Sunday, May 15, 2005

Nowherely mobile

Kevin Drum reads David Brooks's latest homage to the Republican poor of the Red States, then reads the latest statistics on income distribution and the end to the postwar class mobility of the second half of the twentieth century, and he sighs.

In the face of this, Brooksian paeans to the hardworking Republican poor are little less than appalling. Clap your hands and you can be rich!
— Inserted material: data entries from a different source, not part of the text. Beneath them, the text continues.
// Licensed to the Apache Software Foundation (ASF) under one
// or more contributor license agreements.  See the NOTICE file
// distributed with this work for additional information
// regarding copyright ownership.  The ASF licenses this file
// to you under the Apache License, Version 2.0 (the
// "License"); you may not use this file except in compliance
// with the License.  You may obtain a copy of the License at
//
//   http://www.apache.org/licenses/LICENSE-2.0
//
// Unless required by applicable law or agreed to in writing,
// software distributed under the License is distributed on an
// "AS IS" BASIS, WITHOUT WARRANTIES OR CONDITIONS OF ANY
// KIND, either express or implied.  See the License for the
// specific language governing permissions and limitations
// under the License.

use flexfetch_aws_v4::{
    AssumeRoleCredentialProvider, Config, Credential, DefaultCredentialProvider, RequestSigner,
};
use flexfetch_core::{Context, ProvideCredential, Signer};
use std::collections::HashMap;
use std::sync::{Arc, Mutex, MutexGuard};

/// A credential provider shared between fetchers.
pub type SharedProvider = Arc<dyn ProvideCredential<Credential = Credential>>;

type CacheKey = (String, String);

/// CredentialCache keeps one assume-role provider per `(role_arn, external_id)`.
///
/// Providers are created lazily on first lookup and live as long as the
/// cache unless evicted. Clones of a cache share the same entries.
#[derive(Debug, Clone)]
pub struct CredentialCache {
    ctx: Context,
    config: Arc<Config>,
    base: SharedProvider,
    providers: Arc<Mutex<HashMap<CacheKey, SharedProvider>>>,
}

impl CredentialCache {
    /// Create a cache whose base credential comes from [`DefaultCredentialProvider`].
    pub fn new(ctx: Context, config: Arc<Config>) -> Self {
        let base: SharedProvider = Arc::new(DefaultCredentialProvider::new(config.clone()));
        Self {
            ctx,
            config,
            base,
            providers: Arc::default(),
        }
    }

    /// Replace the base credential provider.
    ///
    /// The base credential signs unassumed calls and the STS requests of
    /// every assume-role provider created afterwards.
    pub fn with_base_provider(
        mut self,
        provider: impl ProvideCredential<Credential = Credential>,
    ) -> Self {
        self.base = Arc::new(provider);
        self
    }

    /// The base credential provider.
    pub fn base_provider(&self) -> SharedProvider {
        self.base.clone()
    }

    /// The config used to build providers.
    pub fn config(&self) -> &Config {
        &self.config
    }

    /// Get the provider for `role_arn`, creating it on first use.
    ///
    /// `None` and `Some("")` are the same external id.
    pub fn get_or_create(&self, role_arn: &str, external_id: Option<&str>) -> SharedProvider {
        let key = Self::key(role_arn, external_id);
        self.lock()
            .entry(key)
            .or_insert_with(|| self.build(role_arn, external_id))
            .clone()
    }

    /// Drop the provider for `role_arn`, returning it if present.
    pub fn evict(&self, role_arn: &str, external_id: Option<&str>) -> Option<SharedProvider> {
        self.lock().remove(&Self::key(role_arn, external_id))
    }

    /// Number of cached providers.
    pub fn len(&self) -> usize {
        self.lock().len()
    }

    /// Check if no provider is cached.
    pub fn is_empty(&self) -> bool {
        self.lock().is_empty()
    }

    fn key(role_arn: &str, external_id: Option<&str>) -> CacheKey {
        (
            role_arn.to_string(),
            external_id.unwrap_or_default().to_string(),
        )
    }

    fn lock(&self) -> MutexGuard<'_, HashMap<CacheKey, SharedProvider>> {
        // Entries are inserted whole, a poisoned map is still consistent.
        self.providers
            .lock()
            .unwrap_or_else(|poisoned| poisoned.into_inner())
    }

    fn build(&self, role_arn: &str, external_id: Option<&str>) -> SharedProvider {
        log::debug!("creating assume role credential provider for {role_arn}");

        let sts_signer = Signer::new(
            self.ctx.clone(),
            self.base.clone(),
            RequestSigner::new("sts", self.config.sts_signing_region()),
        );

        let mut provider = AssumeRoleCredentialProvider::new(role_arn, sts_signer)
            .with_role_session_name(self.config.role_session_name.clone())
            .with_duration_seconds(self.config.duration_seconds);
        if let Some(region) = &self.config.region {
            provider = provider.with_region(region);
        }
        if self.config.use_regional_sts_endpoint() {
            provider = provider.with_regional_sts_endpoint();
        }
        if let Some(external_id) = external_id {
            provider = provider.with_external_id(external_id);
        }

        Arc::new(provider)
    }
}

#[cfg(test)]
mod tests {
    use super::*;
    use flexfetch_aws_v4::StaticCredentialProvider;
    use pretty_assertions::assert_eq;

    fn cache() -> CredentialCache {
        CredentialCache::new(Context::new(), Config::default().into())
            .with_base_provider(StaticCredentialProvider::new("ak", "sk"))
    }

    const ROLE: &str = "arn:aws:iam::123456789012:role/consumer";

    #[test]
    fn test_get_or_create_reuses_provider() {
        let cache = cache();

        let a = cache.get_or_create(ROLE, None);
        let b = cache.get_or_create(ROLE, Some(""));
        let c = cache.clone().get_or_create(ROLE, None);
        assert!(Arc::ptr_eq(&a, &b));
        assert!(Arc::ptr_eq(&a, &c));
        assert_eq!(cache.len(), 1);
    }

    #[test]
    fn test_get_or_create_keys_by_external_id() {
        let cache = cache();

        let a = cache.get_or_create(ROLE, Some("tenant-a"));
        let b = cache.get_or_create(ROLE, Some("tenant-b"));
        let other =
            cache.get_or_create("arn:aws:iam::123456789012:role/other", Some("tenant-a"));
        assert!(!Arc::ptr_eq(&a, &b));
        assert!(!Arc::ptr_eq(&a, &other));
        assert_eq!(cache.len(), 3);
    }

    #[test]
    fn test_evict() {
        let cache = cache();
        assert!(cache.is_empty());

        let a = cache.get_or_create(ROLE, None);
        assert!(cache.evict(ROLE, Some("")).is_some());
        assert!(cache.is_empty());

        let b = cache.get_or_create(ROLE, None);
        assert!(!Arc::ptr_eq(&a, &b));
        assert!(cache.evict("arn:aws:iam::123456789012:role/missing", None).is_none());
    }
}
What this faux optimism masks is the astonshing real-life pessimism of modern conservatism. Among advanced economies, the United States is by far the richest, youngest, and fastest growing country in the world. By far. And yet, we're supposed to believe that an increase in Social Security costs from 4% of GDP to 6% over the next 50 years is cause for panic. We're supposed to believe national healthcare would bankrupt us — never mind that our current dysfunctional system is the most expensive and most unfair on the planet. We're supposed to believe that broader unionization would ruin American industry, home of the highest profits and most highly paid executives in the world. We're supposed to believe that the nation's millionaires, having already had their tax rates slashed by a third over the past two decades, are still being bled to the bone by federal taxes.

It's a grim view. But then, modern conservatives are grim people, with little hope that things can ever be made better than they are today. I guess that's why I'm a liberal.